Your answer, most likely, isn’t “carrots.” That’s because the human brain contains circuitry that retrieves memories appropriate for the current situation.
New work from the lab of Howard Eichenbaum, a professor and director of Boston University’s Center for Memory and Brain, suggests this circuitry spans long distances in the brain and supports a complex dialog between two brain structures.
The work, published in Nature Neuroscience, is among the first to describe the operations of a large brain circuit that controls complex behavior.
By revealing the details of the communications between brain regions to access appropriate memories, the findings may give clinical researchers clues about which communication channels may be impaired in brain disorders that disrupt memory.
“Understanding this system has implications for almost any disorder that affects memory, from schizophrenia, depression, and epilepsy to traumatic brain injury and post-traumatic stress disorder,” says Charan Ranganath, a neuroscientist at the University of California, Davis, who studies human memory but was not involved in this research. “We’re really interested in understanding the ability to use knowledge to make decisions.”
Find the Froot Loops
To study a complex human behavior, such as remembering appropriate information at the right time, Eichenbaum had to train rats to memorize an important piece of information and then find a way for them to use it. So his team trained rats to find Froot Loops in flowerpots.
“Rats are absolutely nuts about Froot Loops,” he says.
For example, the rats learned that in room A the cereal is hidden in a pot filled with purple plastic beads that smell sweet. But in room B, the goods are in the pot filled with black paper shreds that smell spicy.
“Rats are great with odors and textures, so we’re using textural and olfactory cues to direct them to express their memory,” says Eichenbaum.
As the rats navigate from room to room, Eichenbaum’s team records their brain activity using electrodes inserted into the brain. They monitor both the hippocampus, known to be the seat of memory in the brain, and the prefrontal cortex, thought to be a coordinator.
In previous studies, the team had already learned that neurons in the prefrontal cortex fire in relation to cues that signal rewards, such as a particular pot that contains a stash of Froot Loops. They had also identified neurons in a region called the ventral hippocampus that recognize the room the rat is in.
Neurons in the dorsal hippocampus fire when the rat recognizes a flowerpot it has seen before. In this most recent experiment, they learned how the brain puts these pieces of information together to guide a decision, like which pot to dig in.
For instance, when the rat enters room A, the ventral hippocampus transmits to the prefrontal cortex, setting the context to room A. The dorsal hippocampus begins firing as it recognizes flowerpots. The prefrontal cortex, which knows that the reward in room A is in the pot with purple beads, sends this information to the dorsal hippocampus, telling it which memory to act on.

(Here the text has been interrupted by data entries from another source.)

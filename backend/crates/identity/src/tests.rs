//! Use-case level tests for the identity crate
//!
//! Exercise the login state machine, MFA lifecycle and token contract over
//! the in-memory store.

use std::sync::Arc;

use chrono::Utc;
use platform::client::ClientInfo;

use crate::application::{
    ChangePasswordUseCase, IdentityConfig, LoginInput, LoginOutcome, LoginUseCase,
    MfaDisableInput, MfaSetupUseCase, RefreshUseCase, RegisterInput, RegisterUseCase,
    VerifyMfaLoginInput, VerifyMfaLoginUseCase,
};
use crate::domain::entity::AuditEventKind;
use crate::domain::service::federation::FederatedIdentity;
use crate::domain::service::token::{Claims, TokenKind, TokenService};
use crate::domain::value_object::{PrincipalId, Role, TotpSecret};
use crate::error::IdentityError;
use crate::infra::memory::InMemoryIdentityRepository;
use crate::presentation::middleware::authenticate_bearer;

const PASSWORD: &str = "TestPassword123!";

struct TestEnv {
    repo: Arc<InMemoryIdentityRepository>,
    config: Arc<IdentityConfig>,
    tokens: Arc<TokenService>,
}

fn env() -> TestEnv {
    let config = Arc::new(IdentityConfig::with_random_secret());
    let tokens = Arc::new(config.token_service());
    TestEnv {
        repo: Arc::new(InMemoryIdentityRepository::new()),
        config,
        tokens,
    }
}

fn client() -> ClientInfo {
    ClientInfo::default()
}

impl TestEnv {
    fn login_uc(&self) -> LoginUseCase<InMemoryIdentityRepository> {
        LoginUseCase::new(self.repo.clone(), self.tokens.clone(), self.config.clone())
    }

    fn verify_uc(&self) -> VerifyMfaLoginUseCase<InMemoryIdentityRepository> {
        VerifyMfaLoginUseCase::new(self.repo.clone(), self.tokens.clone())
    }

    fn mfa_uc(&self) -> MfaSetupUseCase<InMemoryIdentityRepository> {
        MfaSetupUseCase::new(self.repo.clone(), self.config.clone())
    }

    async fn register(&self, email: &str, username: &str) -> PrincipalId {
        let use_case = RegisterUseCase::new(self.repo.clone(), self.config.clone());
        let output = use_case
            .execute(RegisterInput {
                email: email.to_string(),
                username: username.to_string(),
                password: PASSWORD.to_string(),
                phone: None,
            })
            .await
            .expect("registration succeeds");
        PrincipalId::parse_str(&output.principal_id).unwrap()
    }

    /// Full enrollment: setup, then activate with a freshly generated code
    async fn enable_mfa(&self, id: &PrincipalId) -> (String, Vec<String>) {
        let output = self.mfa_uc().setup(id).await.expect("setup succeeds");

        let code = self.current_code(id);
        self.mfa_uc().verify(id, &code).await.expect("first code activates");

        (output.secret, output.recovery_codes)
    }

    /// Generate the currently valid TOTP code from the stored enrollment
    fn current_code(&self, id: &PrincipalId) -> String {
        let principal = self.repo.stored(id).expect("principal exists");
        let enrollment = principal.mfa_enrollment.expect("enrolled");
        enrollment
            .totp_secret
            .current_code(principal.email.as_str())
            .unwrap()
    }
}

“The two regions operate together as a system, kind of like handshaking,” says Eichenbaum. “We’re seeing at the level of neurons what happens in cognitive life.”
How Does the Handshake Happen?
This handshaking is important because many things can go wrong to interrupt it. When Eichenbaum’s team temporarily disabled the prefrontal cortex, the rats foraged in every pot, not because they don’t recognize the pots but because they don’t know which pot contains a reward based on the room they are in.
“The prefrontal cortex has a very specific role,” says Eichenbaum. “It doesn’t activate the right memories, but rather it prevents the wrong memories from intruding.”
This finding may be relevant to human diseases like schizophrenia. People with this disorder don’t have trouble remembering things but often have trouble filtering out irrelevant or inappropriate information.
“If the hippocampus remembers something, it’s the sound of one hand clapping,” says Ranganath. “It doesn’t help you unless it reaches areas that can use the information to make a decision or action.”
There is no direct anatomical connection in the brain between the prefrontal cortex and dorsal hippocampus, so it isn’t clear how messages are passed between them. But Eichenbaum’s studies suggest that there may be an indirect, bidirectional route that involves slow, pulsing brain rhythms called theta rhythms. These rhythms originate in deep structures in the middle of the brain, synchronize between the hippocampus and the prefrontal cortex, and allow information to flow between them.
To explore this possibility, Eichenbaum is using optogenetics, a powerful tool that allows researchers to configure specific neurons in the brains of rats so that they can be turned on or off using laser light. “We hope to trace the whole pathway of the circuit that is crucial to this dialog,” says Eichenbaum.
Theta rhythms are an important clue for researchers like Ranganath, too. “We’ve got to study theta activity in the human brain now that we think it’s related to your ability to remember the things you need to remember when you need to remember them,” he says.